Thank you for all the people that responded to my inquiry. Down there
are the answers. Of all the answers, I choose GenAlEx6, (thanks to Peter
Smouse) and already tried it. It is a module for Excel, fit to both Mac
and PC, easy and intuitive to use. Based on my three-days experience, I
can recommend it for such analyses, and perhaps for many more.
Yuval
Here is the original question:
>Dear EvolDir members:
>I have genotypes data of >50 microsatellite loci for ~400 samples of
three Helianthus species, one is a homoploid hybrid species, and the
other two are parental. I want to plot the individuals based on their
genotypes, in order to test the relationships between the species. I am
not interested in the phylogeny, just in the relative distances between
individuals in multi-dimensional scale (k=no. of loci).

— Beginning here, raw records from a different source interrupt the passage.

use axum::extract::State;
use axum::http::{header, StatusCode};
use axum::response::{IntoResponse, Response};
use axum::Json;
use serde::{Deserialize, Serialize};

use crate::accounts::{
    AccountStore, LoginError, LoginRequest, ProfileUpdate, RegistrationError, RegistrationRequest,
};
use crate::db::models::{Account, AccountId, AccountView, OwnerProfile};
use crate::error::{AppError, AppResult};
use crate::extractors::{ApiJson, ApiPath, CurrentAccount};
use crate::state::AppState;

// -- Response types --

#[derive(Debug, Serialize, Deserialize)]
pub struct AuthResponse {
    pub user: AccountView,
    pub token: String,
}

// -- Error conversion --

impl From<RegistrationError> for AppError {
    fn from(err: RegistrationError) -> Self {
        match err {
            RegistrationError::Validation(e) => AppError::Validation(e.0),
            RegistrationError::Conflict(msg) => AppError::Conflict(msg),
            RegistrationError::Store(e) => AppError::Store(e),
            RegistrationError::Hash(e) => AppError::Internal(format!("bcrypt: {}", e)),
        }
    }
}

impl From<LoginError> for AppError {
    fn from(err: LoginError) -> Self {
        match err {
            LoginError::Validation(e) => AppError::Validation(e.0),
            LoginError::Store(e) => AppError::Store(e),
        }
    }
}

// -- Cookie helpers --

fn session_cookie(name: &str, token: &str, max_age_hours: u64) -> String {
    let max_age_secs = max_age_hours.saturating_mul(3600);
    format!(
        "{}={}; HttpOnly; SameSite=Strict; Path=/; Max-Age={}",
        name, token, max_age_secs
    )
}

fn clear_session_cookie(name: &str) -> String {
    format!("{}=; HttpOnly; SameSite=Strict; Path=/; Max-Age=0", name)
}

/// Issue a session for `account` and answer with the account plus token.
fn authenticated_response(
    state: &AppState,
    status: StatusCode,
    account: &Account,
) -> AppResult<Response> {
    let token = state.gate().issue(account)?;
    let cookie = session_cookie(
        &state.config.auth.cookie_name,
        &token,
        state.config.auth.session_hours,
    );
    let body = AuthResponse {
        user: AccountView::from(account),
        token,
    };

    Ok((status, [(header::SET_COOKIE, cookie)], Json(body)).into_response())
}

// -- Handlers --

/// POST /api/auth/register
pub async fn register(
    State(state): State<AppState>,
    ApiJson(req): ApiJson<RegistrationRequest>,
) -> AppResult<Response> {
    let account = state.registrar().register(req).await?;
    authenticated_response(&state, StatusCode::CREATED, &account)
}

/// POST /api/auth/login
pub async fn login(
    State(state): State<AppState>,
    ApiJson(req): ApiJson<LoginRequest>,
) -> AppResult<Response> {
    let validated = state.credentials().validate(req).await?;
    tracing::info!(account_id = %validated.account.id, "Login succeeded");
    authenticated_response(&state, StatusCode::OK, &validated.account)
}

/// POST /api/auth/logout
pub async fn logout(State(state): State<AppState>, caller: CurrentAccount) -> AppResult<Response> {
    state.gate().revoke(&caller.token)?;
    let cookie = clear_session_cookie(&state.config.auth.cookie_name);
    Ok((StatusCode::NO_CONTENT, [(header::SET_COOKIE, cookie)]).into_response())
}

/// GET /api/auth/profile
pub async fn profile(caller: CurrentAccount) -> Json<AccountView> {
    Json(AccountView::from(caller.account.account()))
}

/// PUT /api/auth/profile
pub async fn update_profile(
    State(state): State<AppState>,
    caller: CurrentAccount,
    ApiJson(update): ApiJson<ProfileUpdate>,
) -> AppResult<Json<AccountView>> {
    let update = update
        .validate()
        .map_err(|e| AppError::Validation(e.0))?;
    let account = state
        .accounts()
        .update_profile(caller.account.id(), &update)
        .await?;
    tracing::info!(account_id = %account.id, "Updated profile");
    Ok(Json(AccountView::from(&account)))
}

/// GET /api/auth/users/{id}
pub async fn get_account(
    State(state): State<AppState>,
    ApiPath(id): ApiPath<i64>,
) -> AppResult<Json<OwnerProfile>> {
    let account = state
        .accounts()
        .find_by_id(AccountId(id))
        .await?
        .ok_or(AppError::NotFound)?;
    Ok(Json(OwnerProfile::from(&account)))
}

The goal is to
examine the relative position (in k dimensions) of the hybrid species
relative to its parents. The problem with microsatellite data is that
it is di-allelic data, i.e., for each character (=locus) I have two
states for each individual, which could be identical (homozygote) or
different (heterozygote), and are not independent. I assume (for now)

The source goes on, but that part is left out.